In full and without deviation, write out the entries that follow.

[Stored data]

━━━

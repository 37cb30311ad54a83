//! API Middleware

use std::time::Instant;

use axum::{
    extract::{Request, State},
    http::{header, HeaderValue},
    middleware::Next,
    response::{IntoResponse, Response},
};

use crate::error::ApiError;
use crate::extractors::ClientIp;
use crate::rate_limit::RateLimiter;

/// Rate limiting middleware
pub async fn rate_limit_middleware(
    State(limiter): State<RateLimiter>,
    ClientIp(ip): ClientIp,
    req: Request,
    next: Next,
) -> Response {
    match limiter.check(&ip).await {
        Ok(()) => next.run(req).await,
        Err(retry_after) => {
            tracing::warn!(ip = %ip, retry_after_secs = retry_after.as_secs(), "Rate limit exceeded");
            metrics::counter!("agentmarket_rate_limited_total").increment(1);
            ApiError::TooManyRequests {
                retry_after: retry_after.as_secs().max(1),
            }
            .into_response()
        }
    }
}

/// Request timing middleware
pub async fn timing_middleware(req: Request, next: Next) -> Response {
    let start = Instant::now();
    let method = req.method().clone();
    let uri = req.uri().clone();

    let response = next.run(req).await;

    let elapsed = start.elapsed();
    let status = response.status().as_u16();

    metrics::histogram!("agentmarket_http_request_duration_seconds", "method" => method.to_string())
        .record(elapsed.as_secs_f64());

    // Model calls make slow requests routine on the run endpoint
    if elapsed.as_millis() > 10_000 {
        tracing::warn!(
            method = %method,
            uri = %uri,
            elapsed_ms = elapsed.as_millis() as u64,
            status,
            "Slow request detected"
        );
    } else {
        tracing::debug!(
            method = %method,
            uri = %uri,
            elapsed_ms = elapsed.as_millis() as u64,
            status,
            "Request completed"
        );
    }

    response
}

/// Security headers middleware
pub async fn security_headers_middleware(req: Request, next: Next) -> Response {
    let mut response = next.run(req).await;

    let headers = response.headers_mut();

    headers.insert(
        header::X_CONTENT_TYPE_OPTIONS,
        HeaderValue::from_static("nosniff"),
    );
    headers.insert(header::X_FRAME_OPTIONS, HeaderValue::from_static("SAMEORIGIN"));
    headers.insert(header::X_XSS_PROTECTION, HeaderValue::from_static("0"));
    headers.insert(
        header::REFERRER_POLICY,
        HeaderValue::from_static("no-referrer"),
    );
    headers.insert(
        header::STRICT_TRANSPORT_SECURITY,
        HeaderValue::from_static("max-age=15552000; includeSubDomains"),
    );
    headers.insert(
        header::X_DNS_PREFETCH_CONTROL,
        HeaderValue::from_static("off"),
    );
    headers.insert(
        "cross-origin-opener-policy",
        HeaderValue::from_static("same-origin"),
    );
    headers.insert(
        "cross-origin-resource-policy",
        HeaderValue::from_static("same-origin"),
    );

    response
}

━━━

▶ [Written solution]:
repository 37cb30311ad54a83
//! API Middleware

use std::time::Instant;

use axum::{
    extract::{Request, State},
    http::{header, HeaderValue},
    middleware::Next,
    response::{IntoResponse, Response},
};

use crate::error::ApiError;
use crate::extractors::ClientIp;
use crate::rate_limit::RateLimiter;

/// Rate limiting middleware
pub async fn rate_limit_middleware(
    State(limiter): State<RateLimiter>,
    ClientIp(ip): ClientIp,
    req: Request,
    next: Next,
) -> Response {
    match limiter.check(&ip).await {
        Ok(()) => next.run(req).await,
        Err(retry_after) => {
            tracing::warn!(ip = %ip, retry_after_secs = retry_after.as_secs(), "Rate limit exceeded");
            metrics::counter!("agentmarket_rate_limited_total").increment(1);
            ApiError::TooManyRequests {
                retry_after: retry_after.as_secs().max(1),
            }
            .into_response()
        }
    }
}

/// Request timing middleware
pub async fn timing_middleware(req: Request, next: Next) -> Response {
    let start = Instant::now();
    let method = req.method().clone();
    let uri = req.uri().clone();

    let response = next.run(req).await;

    let elapsed = start.elapsed();
    let status = response.status().as_u16();

    metrics::histogram!("agentmarket_http_request_duration_seconds", "method" => method.to_string())
        .record(elapsed.as_secs_f64());

    // Model calls make slow requests routine on the run endpoint
    if elapsed.as_millis() > 10_000 {
        tracing::warn!(
            method = %method,
            uri = %uri,
            elapsed_ms = elapsed.as_millis() as u64,
            status,
            "Slow request detected"
        );
    } else {
        tracing::debug!(
            method = %method,
            uri = %uri,
            elapsed_ms = elapsed.as_millis() as u64,
            status,
            "Request completed"
        );
    }

    response
}

/// Security headers middleware
pub async fn security_headers_middleware(req: Request, next: Next) -> Response {
    let mut response = next.run(req).await;

    let headers = response.headers_mut();

    headers.insert(
        header::X_CONTENT_TYPE_OPTIONS,
        HeaderValue::from_static("nosniff"),
    );
    headers.insert(header::X_FRAME_OPTIONS, HeaderValue::from_static("SAMEORIGIN"));
    headers.insert(header::X_XSS_PROTECTION, HeaderValue::from_static("0"));
    headers.insert(
        header::REFERRER_POLICY,
        HeaderValue::from_static("no-referrer"),
    );
    headers.insert(
        header::STRICT_TRANSPORT_SECURITY,
        HeaderValue::from_static("max-age=15552000; includeSubDomains"),
    );
    headers.insert(
        header::X_DNS_PREFETCH_CONTROL,
        HeaderValue::from_static("off"),
    );
    headers.insert(
        "cross-origin-opener-policy",
        HeaderValue::from_static("same-origin"),
    );
    headers.insert(
        "cross-origin-resource-policy",
        HeaderValue::from_static("same-origin"),
    );

    response
}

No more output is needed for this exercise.